I come from a religious home.

If you use "come from", I think present tense fits better.


----------



## elroy

Is he saying that he grew up religious, or that he grew up in a religious household?
And is he saying that he's currently religious, or not necessarily?


----------



## amikama

elroy said:


> Is he saying that he grew up religious, or that he grew up in a religious household?


Erm, what's the difference?  



elroy said:


> And is he saying that he's currently religious, or not necessarily?


Not necessarily, I think. The actor (נוה צור) isn't religious as far as I know.


----------



## elroy

He grew up religious. = He himself was religious growing up.

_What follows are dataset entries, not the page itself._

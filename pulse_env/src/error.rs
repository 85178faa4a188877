//! Error types for the Pulse environment abstraction.

use thiserror::Error;

/// Errors that can occur in the environment abstraction layer.
#[derive(Debug, Error)]
pub enum EnvError {
    /// Datagram send failed (unreachable port, interface down, etc.)
    #[error("Network error: {0}")]
    Network(String),

    /// Destination host could not be resolved
    #[error("Cannot resolve {0}")]
    Resolve(String),

    /// Socket setup failed
    #[error("I/O error: {0}")]
    Io(#[from] std::io::Error),
}

impl EnvError {
    /// Creates a network error.
    pub fn network(msg: impl Into<String>) -> Self {
        Self::Network(msg.into())
    }

    /// Creates a resolution error for the given destination.
    pub fn resolve(destination: impl std::fmt::Display) -> Self {
        Self::Resolve(destination.to_string())
    }
}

He grew up in a religious household. = He grew up in a religious household, but maybe he himself wasn’t religious.  For example, if he was rebellious, or if his parents were religious but didn’t impose it on him and let him make his own choices.


----------



## Abaye

elroy said:


> He grew up religious. = He himself was religious growing up.
> 
> He grew up in a religious household. = He grew up in a religious household, but maybe he himself wasn’t religious.  For example, if he was religion, or if his parents were religious but didn’t impose it on him and let him make his own choices.


That is: דתי מהבית vs. מבית דתי.


----------



## elroy

In that case: _I grew up religious. _


----------



## Abaye

elroy said:


> In that case: _I grew up religious. _


This is accurate in regard to meaning but less in regard to register. You can say in Hebrew גדלתי בבית דתי or גדלתי דתי which convey the same meaning as אני דתי מהבית, and yet the latter is less formal, more colloquial.


----------



## elroy

“I grew up religious” is not very formal at all.  In fact, if anything it’s more colloquial/conversational.  So I would say it fits the bill. 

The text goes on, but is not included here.